Leonhardt: "Als Vorstandsvorsitzender besteht meine Hauptaufgabe vorrangig in der wirtschaftlichen Sicherstellung des Vereins, was trotz widrigster Umstände im Zuge der Pandemie gelungen ist. Die Wirtschaftlichkeit des Vereins stand zu keiner Zeit infrage, was einer Sensation nahekommt. Die sportliche Zielstellung ist dagegen nicht aufgegangen. Da wurden Fehler gemacht, die ich mitverantworten muss."
TAG24: Wie die Trennung von Dirk Schuster?

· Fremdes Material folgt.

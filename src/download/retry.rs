//! Failure classification and retry backoff.
//!
//! Every acquisition failure is classified into a [`FailureKind`]. The kind
//! decides what the orchestrator does locally (fall back, park as `delayed`,
//! mark `error`) and is persisted as an [`ErrorKind`] so the
//! [`crate::Scheduler`] can later decide whether a failed record gets another
//! attempt through [`RetryPolicy::should_retry`].
//!
//! # Example
//!
//! ```
//! use hashfetch_core::download::{DownloadError, FailureKind, RetryDecision, RetryPolicy, classify_error};
//!
//! let policy = RetryPolicy::default();
//! let error = DownloadError::http_status("https://example.com/file.pdf", 503);
//! let kind = classify_error(&error);
//! assert_eq!(kind, FailureKind::TransientNetwork);
//!
//! match policy.should_retry(kind, 1) {
//!     RetryDecision::Retry { delay, attempt } => println!("retry #{attempt} in {delay:?}"),
//!     RetryDecision::DoNotRetry { reason } => println!("giving up: {reason}"),
//! }
//! ```

use std::time::Duration;

use rand::Rng;
use tracing::{debug, instrument, warn};

use super::DownloadError;
use super::constants::MAX_RETRY_AFTER;
use crate::store::ErrorKind;

/// Default retry budget for transient failures.
pub const DEFAULT_MAX_RETRIES: u32 = 3;

const DEFAULT_BASE_DELAY: Duration = Duration::from_secs(30);
const DEFAULT_MAX_DELAY: Duration = Duration::from_secs(3600);
const DEFAULT_BACKOFF_MULTIPLIER: f32 = 2.0;

/// Maximum jitter added to delays (500ms).
const MAX_JITTER: Duration = Duration::from_millis(500);

/// Classification of acquisition and post-download failures.
#[derive(Debug, Clone, Copy, PartialEq, Eq)]
pub enum FailureKind {
    /// Network, timeout or 5xx; retryable within the budget.
    TransientNetwork,
    /// The primary allowance is used up; not a fault.
    QuotaExhausted,
    /// Local disk failure; fatal for the attempt.
    Filesystem,
    /// No usable primary credential or endpoint.
    Configuration,
    /// The source will not serve this artifact as requested.
    Permanent,
    /// Library upload failed; never affects the download status.
    Upload,
}

impl FailureKind {
    /// Persisted form of this failure, for the retry scheduler.
    #[must_use]
    pub fn error_kind(self) -> ErrorKind {
        match self {
            Self::TransientNetwork | Self::QuotaExhausted | Self::Upload => ErrorKind::Transient,
            Self::Filesystem => ErrorKind::Filesystem,
            Self::Configuration => ErrorKind::Configuration,
            Self::Permanent => ErrorKind::Permanent,
        }
    }
}

impl From<ErrorKind> for FailureKind {
    fn from(kind: ErrorKind) -> Self {
        match kind {
            ErrorKind::Transient => Self::TransientNetwork,
            ErrorKind::Filesystem => Self::Filesystem,
            ErrorKind::Configuration => Self::Configuration,
            ErrorKind::Permanent => Self::Permanent,
        }
    }
}

/// Decision on whether to retry a failed download.
#[derive(Debug, Clone, PartialEq, Eq)]
pub enum RetryDecision {
    /// Retry after `delay`; `attempt` is the 1-indexed number of the next try.
    Retry { delay: Duration, attempt: u32 },

    /// Do not retry.
    DoNotRetry { reason: String },
}

/// Exponential backoff with jitter.
///
/// ```text
/// delay = min(base_delay * multiplier^(attempt - 1), max_delay) + jitter
/// ```
///
/// With defaults (30 s base, doubling), delays are roughly 30 s, 60 s, 120 s.
#[derive(Debug, Clone)]
pub struct RetryPolicy {
    max_attempts: u32,
    base_delay: Duration,
    max_delay: Duration,
    backoff_multiplier: f32,
}

impl Default for RetryPolicy {
    fn default() -> Self {
        Self {
            max_attempts: DEFAULT_MAX_RETRIES,
            base_delay: DEFAULT_BASE_DELAY,
            max_delay: DEFAULT_MAX_DELAY,
            backoff_multiplier: DEFAULT_BACKOFF_MULTIPLIER,
        }
    }
}

impl RetryPolicy {
    #[must_use]
    pub fn new(
        max_attempts: u32,
        base_delay: Duration,
        max_delay: Duration,
        backoff_multiplier: f32,
    ) -> Self {
        Self {
            max_attempts: max_attempts.max(1),
            base_delay,
            max_delay,
            backoff_multiplier,
        }
    }

    #[must_use]
    pub fn max_attempts(&self) -> u32 {
        self.max_attempts
    }

    /// Decides whether a record that failed `attempt` times gets another try.
    #[instrument(skip(self), fields(max_attempts = self.max_attempts))]
    pub fn should_retry(&self, kind: FailureKind, attempt: u32) -> RetryDecision {
        match kind {
            FailureKind::Permanent => {
                return RetryDecision::DoNotRetry {
                    reason: "permanent failure - retry would not help".to_string(),
                };
            }
            FailureKind::Filesystem => {
                return RetryDecision::DoNotRetry {
                    reason: "filesystem failure - fix the local disk problem and reactivate"
                        .to_string(),
                };
            }
            FailureKind::Configuration => {
                return RetryDecision::DoNotRetry {
                    reason: "no acquisition path configured".to_string(),
                };
            }
            FailureKind::Upload => {
                return RetryDecision::DoNotRetry {
                    reason: "upload failures are retried by re-running the pipeline".to_string(),
                };
            }
            FailureKind::TransientNetwork | FailureKind::QuotaExhausted => {}
        }

        if attempt >= self.max_attempts {
            debug!(attempt, max = self.max_attempts, "max attempts reached");
            return RetryDecision::DoNotRetry {
                reason: format!("max attempts ({}) exhausted", self.max_attempts),
            };
        }

        let delay = self.calculate_delay(attempt);
        debug!(
            attempt,
            next_attempt = attempt + 1,
            delay_ms = delay.as_millis(),
            "will retry"
        );

        RetryDecision::Retry {
            delay,
            attempt: attempt + 1,
        }
    }

    #[allow(
        clippy::cast_precision_loss,
        clippy::cast_possible_truncation,
        clippy::cast_sign_loss
    )]
    fn calculate_delay(&self, attempt: u32) -> Duration {
        let base_ms = self.base_delay.as_millis() as f64;
        let multiplier = f64::from(self.backoff_multiplier);
        let exponent = f64::from(attempt.saturating_sub(1));
        let delay_ms = base_ms * multiplier.powf(exponent);
        let capped_ms = delay_ms.min(self.max_delay.as_millis() as f64);

        Duration::from_millis(capped_ms as u64) + calculate_jitter()
    }
}

#[allow(clippy::cast_possible_truncation)]
fn calculate_jitter() -> Duration {
    let mut rng = rand::thread_rng();
    Duration::from_millis(rng.gen_range(0..=MAX_JITTER.as_millis() as u64))
}

/// Classifies a transfer error.
///
/// | Error | Kind |
/// |-------|------|
/// | HTTP 408, 429, 5xx | `TransientNetwork` |
/// | Other HTTP 4xx | `Permanent` |
/// | Timeout, most network errors, empty body | `TransientNetwork` |
/// | TLS / certificate errors | `Permanent` |
/// | IO | `Filesystem` |
/// | Invalid URL, cancelled | `Permanent` |
#[instrument]
pub fn classify_error(error: &DownloadError) -> FailureKind {
    match error {
        DownloadError::HttpStatus { status, .. } => classify_http_status(*status),
        DownloadError::Timeout { .. } | DownloadError::EmptyBody { .. } => {
            FailureKind::TransientNetwork
        }
        DownloadError::Network { source, .. } => {
            if is_tls_error(source) {
                FailureKind::Permanent
            } else {
                FailureKind::TransientNetwork
            }
        }
        DownloadError::Io { .. } => FailureKind::Filesystem,
        DownloadError::ClientBuild(_) => FailureKind::Configuration,
        DownloadError::InvalidUrl { .. } | DownloadError::Cancelled { .. } => {
            FailureKind::Permanent
        }
    }
}

fn classify_http_status(status: u16) -> FailureKind {
    match status {
        408 | 429 | 500..=599 => FailureKind::TransientNetwork,
        _ => FailureKind::Permanent,
    }
}

/// Checks if a reqwest error is a TLS/certificate error.
pub(crate) fn is_tls_error(error: &(dyn std::error::Error + 'static)) -> bool {
    let mut current: Option<&(dyn std::error::Error + 'static)> = Some(error);
    while let Some(err) = current {
        let text = err.to_string().to_lowercase();
        if text.contains("certificate")
            || text.contains("tls")
            || text.contains("ssl")
            || text.contains("handshake")
        {
            return true;
        }
        current = err.source();
    }
    false
}

/// Parses a `Retry-After` header (delta-seconds or HTTP-date), capped at 1 hour.
///
/// Returns `None` for negative, past, or unparseable values.
#[must_use]
pub fn parse_retry_after(header_value: &str) -> Option<Duration> {
    let header_value = header_value.trim();

    if let Ok(seconds) = header_value.parse::<i64>() {
        let Ok(seconds) = u64::try_from(seconds) else {
            debug!(seconds, "negative Retry-After value, ignoring");
            return None;
        };
        return Some(cap_retry_after(Duration::from_secs(seconds)));
    }

    let datetime = httpdate::parse_http_date(header_value).ok()?;
    match datetime.duration_since(std::time::SystemTime::now()) {
        Ok(duration) => Some(cap_retry_after(duration)),
        Err(_) => {
            debug!(header_value, "Retry-After date is in the past, ignoring");
            None
        }
    }
}

fn cap_retry_after(duration: Duration) -> Duration {
    if duration > MAX_RETRY_AFTER {
        warn!(
            delay_secs = duration.as_secs(),
            max_secs = MAX_RETRY_AFTER.as_secs(),
            "Retry-After exceeds maximum, capping at 1 hour"
        );
        return MAX_RETRY_AFTER;
    }
    duration
}
//! Direct-mirror fallback.
//!
//! Streams from a configured URL template. Mirrors of this kind throttle
//! with HTTP 429/503 plus `Retry-After`; that wait is surfaced as a countdown
//! so the record shows why nothing is moving, and a countdown interrupted by
//! a restart resumes with only the remaining seconds.

use std::time::Duration;

use async_trait::async_trait;
use tracing::{debug, info, instrument, warn};

use super::{CountdownState, FallbackDownloader, FallbackOutcome, FallbackRequest};
use crate::download::{
    CancelToken, DownloadError, FailureKind, HttpClient, ProgressEvent, ProgressSender,
    TransferRequest, classify_error, parse_retry_after,
};
use crate::store::unix_now;

/// Placeholder replaced by the content hash in the URL template.
pub const HASH_PLACEHOLDER: &str = "{hash}";

/// Settings for [`MirrorFallback`].
#[derive(Debug, Clone)]
pub struct MirrorFallbackConfig {
    /// URL containing `{hash}`, e.g. `https://mirror.example.org/get/{hash}`.
    pub url_template: String,
    pub max_attempts: u32,
    /// Wait used when a throttling response carries no usable `Retry-After`.
    pub default_countdown: Duration,
    /// Longest countdown honored before giving up on the attempt.
    pub max_countdown: Duration,
    /// Pause between attempts after a transient failure.
    pub retry_delay: Duration,
    /// Spacing of countdown progress events.
    pub countdown_tick: Duration,
}

/// Fallback that downloads straight from a mirror.
#[derive(Debug, Clone)]
pub struct MirrorFallback {
    config: MirrorFallbackConfig,
    client: HttpClient,
}

enum AttemptResult {
    Done(FallbackOutcome),
    Countdown(u64),
    Retry(String),
}

impl MirrorFallback {
    #[must_use]
    pub fn new(config: MirrorFallbackConfig, client: HttpClient) -> Self {
        Self { config, client }
    }

    fn url_for(&self, hash: &str) -> String {
        self.config.url_template.replace(HASH_PLACEHOLDER, hash)
    }

    async fn attempt(
        &self,
        request: &FallbackRequest,
        url: &str,
        progress: &ProgressSender,
        cancel: &CancelToken,
    ) -> AttemptResult {
        let transfer = TransferRequest {
            url,
            hash: &request.hash,
            format: request.format.as_deref(),
            output_dir: &request.temp_dir,
        };

        match self.client.download(&transfer, progress, cancel).await {
            Ok(result) => AttemptResult::Done(FallbackOutcome::succeeded(result.path)),
            Err(DownloadError::HttpStatus {
                status: 429 | 503,
                retry_after,
                ..
            }) => {
                let wait = retry_after
                    .as_deref()
                    .and_then(parse_retry_after)
                    .unwrap_or(self.config.default_countdown);
                if wait > self.config.max_countdown {
                    return AttemptResult::Done(FallbackOutcome::failed(format!(
                        "mirror asked to wait {}s, longer than the {}s limit",
                        wait.as_secs(),
                        self.config.max_countdown.as_secs()
                    )));
                }
                AttemptResult::Countdown(wait.as_secs().max(1))
            }
            Err(error) if error.is_cancelled() => {
                AttemptResult::Done(FallbackOutcome::failed(error.to_string()))
            }
            Err(error) => match classify_error(&error) {
                FailureKind::TransientNetwork => AttemptResult::Retry(error.to_string()),
                _ => AttemptResult::Done(FallbackOutcome::failed(error.to_string())),
            },
        }
    }

    /// Emits countdown events until the wait is over. Returns `false` if
    /// cancelled during the wait.
    async fn wait_countdown(
        &self,
        state: CountdownState,
        progress: &ProgressSender,
        cancel: &CancelToken,
    ) -> bool {
        let tick = self.config.countdown_tick.max(Duration::from_millis(10));
        loop {
            let remaining = state.remaining_at(unix_now());
            let _ = progress.send(ProgressEvent::Countdown {
                remaining_seconds: remaining,
                total_seconds: state.total_seconds,
                started_at: state.started_at,
            });
            if remaining == 0 {
                return true;
            }
            if cancel.is_cancelled() {
                return false;
            }
            tokio::time::sleep(tick.min(Duration::from_secs(remaining))).await;
        }
    }
}

#[async_trait]
impl FallbackDownloader for MirrorFallback {
    #[instrument(skip(self, request, progress, cancel), fields(hash = %request.hash))]
    async fn acquire_with_retry(
        &self,
        request: FallbackRequest,
        progress: ProgressSender,
        cancel: CancelToken,
    ) -> FallbackOutcome {
        let url = self.url_for(&request.hash);

        if let Some(state) = request.resume_countdown {
            let remaining = state.remaining_at(unix_now());
            if remaining > 0 {
                info!(remaining, "resuming interrupted countdown");
                if !self.wait_countdown(state, &progress, &cancel).await {
                    return FallbackOutcome::failed("cancelled during countdown");
                }
            }
        }

        let max_attempts = self.config.max_attempts.max(1);
        let mut last_error = String::from("mirror fallback made no attempt");

        for attempt in 1..=max_attempts {
            if cancel.is_cancelled() {
                return FallbackOutcome::failed("cancelled");
            }
            let _ = progress.send(ProgressEvent::Bypassing { attempt });
            debug!(attempt, url = %url, "mirror attempt");

            match self.attempt(&request, &url, &progress, &cancel).await {
                AttemptResult::Done(outcome) => return outcome,
                AttemptResult::Countdown(seconds) => {
                    last_error = format!("mirror throttled for {seconds}s");
                    let state = CountdownState {
                        total_seconds: seconds,
                        started_at: unix_now(),
                    };
                    info!(attempt, seconds, "mirror throttled, counting down");
                    if !self.wait_countdown(state, &progress, &cancel).await {
                        return FallbackOutcome::failed("cancelled during countdown");
                    }
                }
                AttemptResult::Retry(message) => {
                    warn!(attempt, max_attempts, error = %message, "mirror attempt failed");
                    last_error = message;
                    if attempt < max_attempts {
                        tokio::time::sleep(self.config.retry_delay).await;
                    }
                }
            }
        }

        FallbackOutcome::failed(format!(
            "mirror fallback gave up after {max_attempts} attempts: {last_error}"
        ))
    }
}
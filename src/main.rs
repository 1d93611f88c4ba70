//! CLI entry point for hashfetch.

use anyhow::{Context, Result};
use clap::Parser;
use hashfetch_core::EngineConfig;
use tracing::debug;

mod app;
mod cli;

use cli::Cli;

#[tokio::main]
async fn main() -> Result<()> {
    // Parse CLI arguments first (before tracing, so --help works without logs)
    let cli = Cli::parse();

    // Priority: RUST_LOG env var > quiet flag > verbose flag > default (info)
    let default_level = if cli.quiet {
        "error"
    } else {
        match cli.verbose {
            0 => "info",
            1 => "debug",
            _ => "trace",
        }
    };

    let filter = tracing_subscriber::EnvFilter::try_from_default_env()
        .unwrap_or_else(|_| tracing_subscriber::EnvFilter::new(default_level));

    tracing_subscriber::fmt()
        .with_env_filter(filter)
        .with_writer(std::io::stderr)
        .init();

    debug!(?cli, "CLI arguments parsed");

    let (mut config, source) =
        EngineConfig::resolve(cli.config.as_deref()).context("failed to load configuration")?;
    if let Some(db) = &cli.db {
        config.paths.database.clone_from(db);
    }
    match &source {
        Some(path) => debug!(path = %path.display(), "configuration loaded"),
        None => debug!("no configuration file found, using defaults"),
    }
    debug!(database = %config.paths.database.display(), "hashfetch starting");

    app::run(cli.command, &config, cli.quiet).await
}
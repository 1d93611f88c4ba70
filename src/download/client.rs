//! HTTP client wrapper for streaming payloads to disk.
//!
//! [`HttpClient`] is shared by the primary and fallback paths: one GET, the
//! body streamed chunk by chunk into a buffered temp file, progress sampled
//! into the caller's channel, and the cancellation flag checked at every chunk
//! boundary. Partial files are removed on any failure.

use std::path::{Path, PathBuf};
use std::time::{Duration, Instant};

use futures_util::StreamExt;
use reqwest::Client;
use reqwest::header::{CONTENT_DISPOSITION, CONTENT_LENGTH, RETRY_AFTER};
use tokio::fs::File;
use tokio::io::{AsyncWriteExt, BufWriter};
use tracing::{debug, info, instrument};
use url::Url;

use super::cancel::CancelToken;
use super::constants::{CONNECT_TIMEOUT_SECS, MIN_PROGRESS_INTERVAL, TRANSFER_TIMEOUT_SECS};
use super::error::DownloadError;
use super::filename::{derive_filename, resolve_unique_path};
use super::progress::{ProgressEvent, ProgressSampler, ProgressSender};
use crate::user_agent;

/// HTTP client for streaming downloads.
///
/// Create once and clone freely; clones share the connection pool.
#[derive(Debug, Clone)]
pub struct HttpClient {
    client: Client,
    progress_interval: Duration,
}

/// What to fetch and where to put it.
#[derive(Debug, Clone)]
pub struct TransferRequest<'a> {
    pub url: &'a str,
    /// Content hash, used for fallback filenames.
    pub hash: &'a str,
    /// Catalog format hint used as an extension fallback.
    pub format: Option<&'a str>,
    /// Directory receiving the temp file.
    pub output_dir: &'a Path,
}

/// A completed transfer.
#[derive(Debug, Clone, PartialEq, Eq)]
pub struct TransferResult {
    pub path: PathBuf,
    pub bytes_downloaded: u64,
    /// Expected size from Content-Length, when sent.
    pub content_length: Option<u64>,
}

impl HttpClient {
    /// Creates a client with default timeouts (30 s connect, 1 h transfer).
    ///
    /// # Errors
    ///
    /// Returns [`DownloadError::ClientBuild`] if the TLS backend cannot be
    /// initialized.
    pub fn new() -> Result<Self, DownloadError> {
        Self::with_timeouts(
            Duration::from_secs(CONNECT_TIMEOUT_SECS),
            Duration::from_secs(TRANSFER_TIMEOUT_SECS),
        )
    }

    /// Creates a client with explicit connect and whole-transfer timeouts.
    ///
    /// # Errors
    ///
    /// Returns [`DownloadError::ClientBuild`] if the client cannot be built.
    pub fn with_timeouts(connect: Duration, transfer: Duration) -> Result<Self, DownloadError> {
        let client = Client::builder()
            .connect_timeout(connect)
            .timeout(transfer)
            .gzip(true)
            .user_agent(user_agent::default_user_agent())
            .build()
            .map_err(DownloadError::ClientBuild)?;
        Ok(Self {
            client,
            progress_interval: MIN_PROGRESS_INTERVAL,
        })
    }

    /// Sets the progress sampling interval (never below 500 ms).
    #[must_use]
    pub fn with_progress_interval(mut self, interval: Duration) -> Self {
        self.progress_interval = interval.max(MIN_PROGRESS_INTERVAL);
        self
    }

    /// Returns a reference to the underlying reqwest client.
    #[must_use]
    pub fn inner(&self) -> &Client {
        &self.client
    }

    /// Streams `request.url` into a new file under `request.output_dir`.
    ///
    /// # Errors
    ///
    /// Returns `DownloadError` if:
    /// - The URL is invalid
    /// - The request fails (network error, timeout)
    /// - The server returns a non-2xx status
    /// - The body is empty
    /// - `cancel` is set before the last chunk is written
    /// - Writing to disk fails
    #[instrument(skip(self, progress, cancel), fields(url = %request.url, hash = %request.hash))]
    pub async fn download(
        &self,
        request: &TransferRequest<'_>,
        progress: &ProgressSender,
        cancel: &CancelToken,
    ) -> Result<TransferResult, DownloadError> {
        let url = request.url;
        Url::parse(url).map_err(|_| DownloadError::invalid_url(url))?;

        if cancel.is_cancelled() {
            return Err(DownloadError::cancelled(url));
        }

        let response = self.send_get(url).await?;

        let content_disposition = response
            .headers()
            .get(CONTENT_DISPOSITION)
            .and_then(|v| v.to_str().ok())
            .map(str::to_string);
        let content_length = response
            .headers()
            .get(CONTENT_LENGTH)
            .and_then(|v| v.to_str().ok())
            .and_then(|v| v.parse::<u64>().ok());
        let filename = derive_filename(
            response.url().as_str(),
            content_disposition.as_deref(),
            request.hash,
            request.format,
        );

        tokio::fs::create_dir_all(request.output_dir)
            .await
            .map_err(|e| DownloadError::io(request.output_dir, e))?;
        let file_path = resolve_unique_path(request.output_dir, &filename);
        debug!(path = %file_path.display(), "resolved temp path");

        let mut file = File::create(&file_path)
            .await
            .map_err(|e| DownloadError::io(file_path.clone(), e))?;

        let sampler = ProgressSampler::new(self.progress_interval, content_length, Instant::now());
        let stream_result =
            stream_to_file(&mut file, response, url, &file_path, sampler, progress, cancel).await;

        let bytes_written = match stream_result {
            Ok(0) => Err(DownloadError::empty_body(url)),
            other => other,
        };
        let bytes_written = match bytes_written {
            Ok(bytes) => bytes,
            Err(error) => {
                debug!(path = %file_path.display(), "cleaning up partial file after error");
                drop(file);
                let _ = tokio::fs::remove_file(&file_path).await;
                return Err(error);
            }
        };

        info!(
            path = %file_path.display(),
            bytes = bytes_written,
            "transfer complete"
        );

        Ok(TransferResult {
            path: file_path,
            bytes_downloaded: bytes_written,
            content_length,
        })
    }

    /// Sends a GET and maps non-2xx statuses to [`DownloadError::HttpStatus`].
    pub(crate) async fn send_get(&self, url: &str) -> Result<reqwest::Response, DownloadError> {
        let response = self
            .client
            .get(url)
            .send()
            .await
            .map_err(|e| DownloadError::network(url, e))?;

        if !response.status().is_success() {
            let retry_after = response
                .headers()
                .get(RETRY_AFTER)
                .and_then(|v| v.to_str().ok())
                .map(str::to_string);
            return Err(DownloadError::http_status_with_retry_after(
                url,
                response.status().as_u16(),
                retry_after,
            ));
        }

        Ok(response)
    }
}

/// Streams the response body to `file`, returning bytes written.
///
/// Extracted so the caller can clean up on error.
async fn stream_to_file(
    file: &mut File,
    response: reqwest::Response,
    url: &str,
    file_path: &Path,
    mut sampler: ProgressSampler,
    progress: &ProgressSender,
    cancel: &CancelToken,
) -> Result<u64, DownloadError> {
    let mut writer = BufWriter::new(file);
    let mut stream = response.bytes_stream();
    let mut bytes_written: u64 = 0;

    while let Some(chunk_result) = stream.next().await {
        if cancel.is_cancelled() {
            return Err(DownloadError::cancelled(url));
        }

        let chunk = chunk_result.map_err(|e| DownloadError::network(url, e))?;

        writer
            .write_all(&chunk)
            .await
            .map_err(|e| DownloadError::io(file_path.to_path_buf(), e))?;

        bytes_written += chunk.len() as u64;

        if let Some(sample) = sampler.observe(bytes_written, Instant::now()) {
            // A closed receiver only means nobody is watching.
            let _ = progress.send(ProgressEvent::Downloading(sample));
        }
    }

    writer
        .flush()
        .await
        .map_err(|e| DownloadError::io(file_path.to_path_buf(), e))?;

    if bytes_written > 0 {
        let _ = progress.send(ProgressEvent::Downloading(
            sampler.finish(bytes_written, Instant::now()),
        ));
    }

    Ok(bytes_written)
}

Leonhardt: "Die Frage ist hypothetisch. Im Vorstand herrschte Einigkeit, was die strategische Ausrichtung des Vereins anbelangte, sodass wir übereinkamen, die Zusammenarbeit mit Dirk Schuster zu beenden. Dirk und ich haben das auch sauber geklärt."
Helge Leonhardt: "Ich muss vieles neu denken"

TAG24: Werden Sie sich künftig trotzdem weniger in den sportlichen Bereich einmischen?
Leonhardt: "Sportliche Belange und deren Bezahlbarkeit sind miteinander verzahnt, sodass ich, was die Vertragsgestaltung anbelangt, immer involviert bin. Allerdings werde ich stärkeres Gewicht auf die Vorarbeit durch den sportlichen Bereich, Scouting, Trainer und sportlicher Leiter legen, die sich vorab eine kollektive Meinung bilden sollen."
TAG24: Heißt, Sie können auch loslassen.
Leonhardt: "Was heißt loslassen? Ich muss vieles neu denken. Als Vorsitzender eines Profiklubs haftet man persönlich und muss neben hoher ökonomischer auch sportliche Kompetenz haben, sonst geht man baden. Niemand malt sich aus, wie hoch die zeitliche und psychische Belastung ist, wenn man einen Verein mit 20 Millionen Euro Umsatz über zwei Jahre durch Corona führt. Da bin auch ich an Schmerzgrenzen gestoßen. Ich werde genau abwägen, ob ich das noch leisten kann und möchte - im Einklang mit meiner hohen Verantwortung für unsere Unternehmensgruppe und meine Familie."